TASK DESCRIPTION
Go through the records that follow and tally the lines with "return" in them; answer with the number alone.

GIVEN DATA
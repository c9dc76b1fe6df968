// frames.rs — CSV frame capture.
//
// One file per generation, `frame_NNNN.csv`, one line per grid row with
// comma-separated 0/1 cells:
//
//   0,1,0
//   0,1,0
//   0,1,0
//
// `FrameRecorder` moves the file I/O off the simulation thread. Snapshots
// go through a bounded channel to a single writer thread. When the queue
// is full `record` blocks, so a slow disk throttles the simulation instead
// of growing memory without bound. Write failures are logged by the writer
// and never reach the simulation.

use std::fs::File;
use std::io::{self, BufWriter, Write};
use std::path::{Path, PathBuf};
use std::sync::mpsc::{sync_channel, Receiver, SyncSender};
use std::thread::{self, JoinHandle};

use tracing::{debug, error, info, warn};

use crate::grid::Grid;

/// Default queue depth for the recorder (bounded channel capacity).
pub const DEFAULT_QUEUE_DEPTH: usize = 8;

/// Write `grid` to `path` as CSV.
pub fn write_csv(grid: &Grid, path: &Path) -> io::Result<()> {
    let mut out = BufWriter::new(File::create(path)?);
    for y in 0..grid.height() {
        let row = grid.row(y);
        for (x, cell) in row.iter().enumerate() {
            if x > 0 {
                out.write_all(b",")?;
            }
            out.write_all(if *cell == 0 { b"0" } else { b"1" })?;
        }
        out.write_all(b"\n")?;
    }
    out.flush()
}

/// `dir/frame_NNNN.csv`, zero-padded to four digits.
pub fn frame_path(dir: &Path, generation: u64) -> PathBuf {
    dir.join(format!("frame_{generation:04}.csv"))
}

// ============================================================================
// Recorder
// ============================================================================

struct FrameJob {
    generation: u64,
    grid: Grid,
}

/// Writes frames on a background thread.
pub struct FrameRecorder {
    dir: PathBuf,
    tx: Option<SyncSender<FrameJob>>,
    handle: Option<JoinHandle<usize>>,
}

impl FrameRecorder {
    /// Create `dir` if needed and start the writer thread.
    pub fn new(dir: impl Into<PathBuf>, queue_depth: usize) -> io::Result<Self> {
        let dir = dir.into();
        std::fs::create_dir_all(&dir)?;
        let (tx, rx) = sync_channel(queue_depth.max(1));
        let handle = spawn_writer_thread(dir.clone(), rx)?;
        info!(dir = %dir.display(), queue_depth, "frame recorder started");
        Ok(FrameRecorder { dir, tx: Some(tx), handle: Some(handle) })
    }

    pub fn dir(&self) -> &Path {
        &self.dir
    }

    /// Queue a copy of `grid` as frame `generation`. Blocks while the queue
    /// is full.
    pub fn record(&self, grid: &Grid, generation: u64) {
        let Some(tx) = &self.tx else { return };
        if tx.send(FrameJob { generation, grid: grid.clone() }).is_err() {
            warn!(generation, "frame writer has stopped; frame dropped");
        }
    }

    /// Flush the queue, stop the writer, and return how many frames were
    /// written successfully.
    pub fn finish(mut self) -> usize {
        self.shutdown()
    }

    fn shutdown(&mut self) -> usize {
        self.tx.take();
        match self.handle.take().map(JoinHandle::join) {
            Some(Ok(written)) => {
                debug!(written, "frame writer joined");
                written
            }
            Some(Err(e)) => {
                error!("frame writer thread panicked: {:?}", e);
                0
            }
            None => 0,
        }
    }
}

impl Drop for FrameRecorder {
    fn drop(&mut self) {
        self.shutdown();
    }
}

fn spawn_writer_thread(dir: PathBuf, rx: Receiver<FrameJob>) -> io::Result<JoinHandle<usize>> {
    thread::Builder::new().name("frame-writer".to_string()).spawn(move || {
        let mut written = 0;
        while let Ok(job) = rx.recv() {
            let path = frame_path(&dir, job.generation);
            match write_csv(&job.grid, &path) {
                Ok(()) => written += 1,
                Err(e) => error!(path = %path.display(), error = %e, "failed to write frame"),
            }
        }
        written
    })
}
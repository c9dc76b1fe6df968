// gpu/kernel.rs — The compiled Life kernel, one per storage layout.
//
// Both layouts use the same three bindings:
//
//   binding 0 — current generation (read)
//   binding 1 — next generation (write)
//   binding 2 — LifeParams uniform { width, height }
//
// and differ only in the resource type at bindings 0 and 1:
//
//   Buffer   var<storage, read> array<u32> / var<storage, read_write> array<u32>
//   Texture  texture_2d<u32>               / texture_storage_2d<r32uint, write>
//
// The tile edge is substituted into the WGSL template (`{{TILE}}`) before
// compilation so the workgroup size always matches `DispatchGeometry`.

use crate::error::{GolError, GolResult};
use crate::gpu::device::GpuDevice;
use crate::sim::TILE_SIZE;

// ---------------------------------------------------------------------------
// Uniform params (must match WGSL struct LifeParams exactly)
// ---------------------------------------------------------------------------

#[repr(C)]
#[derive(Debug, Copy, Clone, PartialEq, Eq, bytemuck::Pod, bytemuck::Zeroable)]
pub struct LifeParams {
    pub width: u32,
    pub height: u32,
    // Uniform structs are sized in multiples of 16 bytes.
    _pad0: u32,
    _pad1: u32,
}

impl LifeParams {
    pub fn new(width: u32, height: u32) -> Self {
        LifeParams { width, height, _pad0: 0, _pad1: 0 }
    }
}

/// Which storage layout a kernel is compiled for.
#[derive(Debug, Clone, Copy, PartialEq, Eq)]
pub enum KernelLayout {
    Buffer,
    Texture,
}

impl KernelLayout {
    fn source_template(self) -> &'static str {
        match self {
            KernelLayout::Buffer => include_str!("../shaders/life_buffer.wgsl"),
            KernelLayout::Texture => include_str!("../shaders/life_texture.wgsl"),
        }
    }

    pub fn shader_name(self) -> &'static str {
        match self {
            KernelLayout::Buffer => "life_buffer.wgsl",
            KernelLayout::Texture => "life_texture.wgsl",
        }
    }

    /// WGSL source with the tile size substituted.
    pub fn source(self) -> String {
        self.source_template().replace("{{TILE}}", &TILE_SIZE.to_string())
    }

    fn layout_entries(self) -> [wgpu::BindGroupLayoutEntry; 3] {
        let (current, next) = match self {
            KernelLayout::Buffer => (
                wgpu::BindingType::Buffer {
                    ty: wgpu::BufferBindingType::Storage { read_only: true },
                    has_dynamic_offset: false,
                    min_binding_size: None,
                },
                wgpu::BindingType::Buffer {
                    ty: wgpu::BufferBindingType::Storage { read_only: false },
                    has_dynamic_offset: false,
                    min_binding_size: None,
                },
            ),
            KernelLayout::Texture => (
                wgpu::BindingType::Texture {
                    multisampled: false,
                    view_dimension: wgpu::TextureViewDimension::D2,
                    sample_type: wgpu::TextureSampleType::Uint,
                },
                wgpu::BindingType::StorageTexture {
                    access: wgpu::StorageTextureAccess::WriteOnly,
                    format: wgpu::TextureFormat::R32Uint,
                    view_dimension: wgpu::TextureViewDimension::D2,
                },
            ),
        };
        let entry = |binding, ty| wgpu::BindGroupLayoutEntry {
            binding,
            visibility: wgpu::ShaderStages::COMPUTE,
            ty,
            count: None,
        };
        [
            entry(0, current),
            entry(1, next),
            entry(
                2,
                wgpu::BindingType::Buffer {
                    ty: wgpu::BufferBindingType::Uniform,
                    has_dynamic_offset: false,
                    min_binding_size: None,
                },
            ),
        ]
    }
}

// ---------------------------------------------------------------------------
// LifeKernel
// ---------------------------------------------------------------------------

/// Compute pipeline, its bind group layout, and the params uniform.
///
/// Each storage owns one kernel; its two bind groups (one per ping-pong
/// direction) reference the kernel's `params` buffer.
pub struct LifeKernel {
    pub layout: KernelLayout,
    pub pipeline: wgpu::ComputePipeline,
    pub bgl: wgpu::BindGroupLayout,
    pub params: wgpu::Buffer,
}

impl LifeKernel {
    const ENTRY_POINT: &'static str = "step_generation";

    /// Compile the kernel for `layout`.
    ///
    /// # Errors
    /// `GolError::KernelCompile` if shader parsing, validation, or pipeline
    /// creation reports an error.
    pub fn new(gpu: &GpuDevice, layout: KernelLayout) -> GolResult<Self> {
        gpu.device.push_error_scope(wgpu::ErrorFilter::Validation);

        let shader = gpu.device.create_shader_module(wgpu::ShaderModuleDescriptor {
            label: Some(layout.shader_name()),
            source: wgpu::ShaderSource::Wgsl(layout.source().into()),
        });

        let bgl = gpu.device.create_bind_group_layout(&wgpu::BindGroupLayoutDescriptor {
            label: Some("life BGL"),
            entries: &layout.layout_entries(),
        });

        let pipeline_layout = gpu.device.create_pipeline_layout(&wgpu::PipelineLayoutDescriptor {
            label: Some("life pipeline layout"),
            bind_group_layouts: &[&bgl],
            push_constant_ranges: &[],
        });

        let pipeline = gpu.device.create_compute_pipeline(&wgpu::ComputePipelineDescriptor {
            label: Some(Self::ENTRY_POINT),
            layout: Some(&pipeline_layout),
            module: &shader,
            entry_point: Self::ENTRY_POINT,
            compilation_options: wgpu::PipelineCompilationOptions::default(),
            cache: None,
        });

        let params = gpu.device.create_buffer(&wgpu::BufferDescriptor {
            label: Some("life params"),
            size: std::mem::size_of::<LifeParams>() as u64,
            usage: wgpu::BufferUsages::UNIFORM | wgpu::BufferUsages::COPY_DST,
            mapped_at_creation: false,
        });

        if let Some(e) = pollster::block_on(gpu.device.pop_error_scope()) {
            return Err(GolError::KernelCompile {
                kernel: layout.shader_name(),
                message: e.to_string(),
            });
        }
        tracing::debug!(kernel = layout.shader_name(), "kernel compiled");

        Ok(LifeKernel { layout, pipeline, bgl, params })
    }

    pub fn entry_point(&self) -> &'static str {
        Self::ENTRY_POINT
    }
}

EXERCISE SOLUTION
3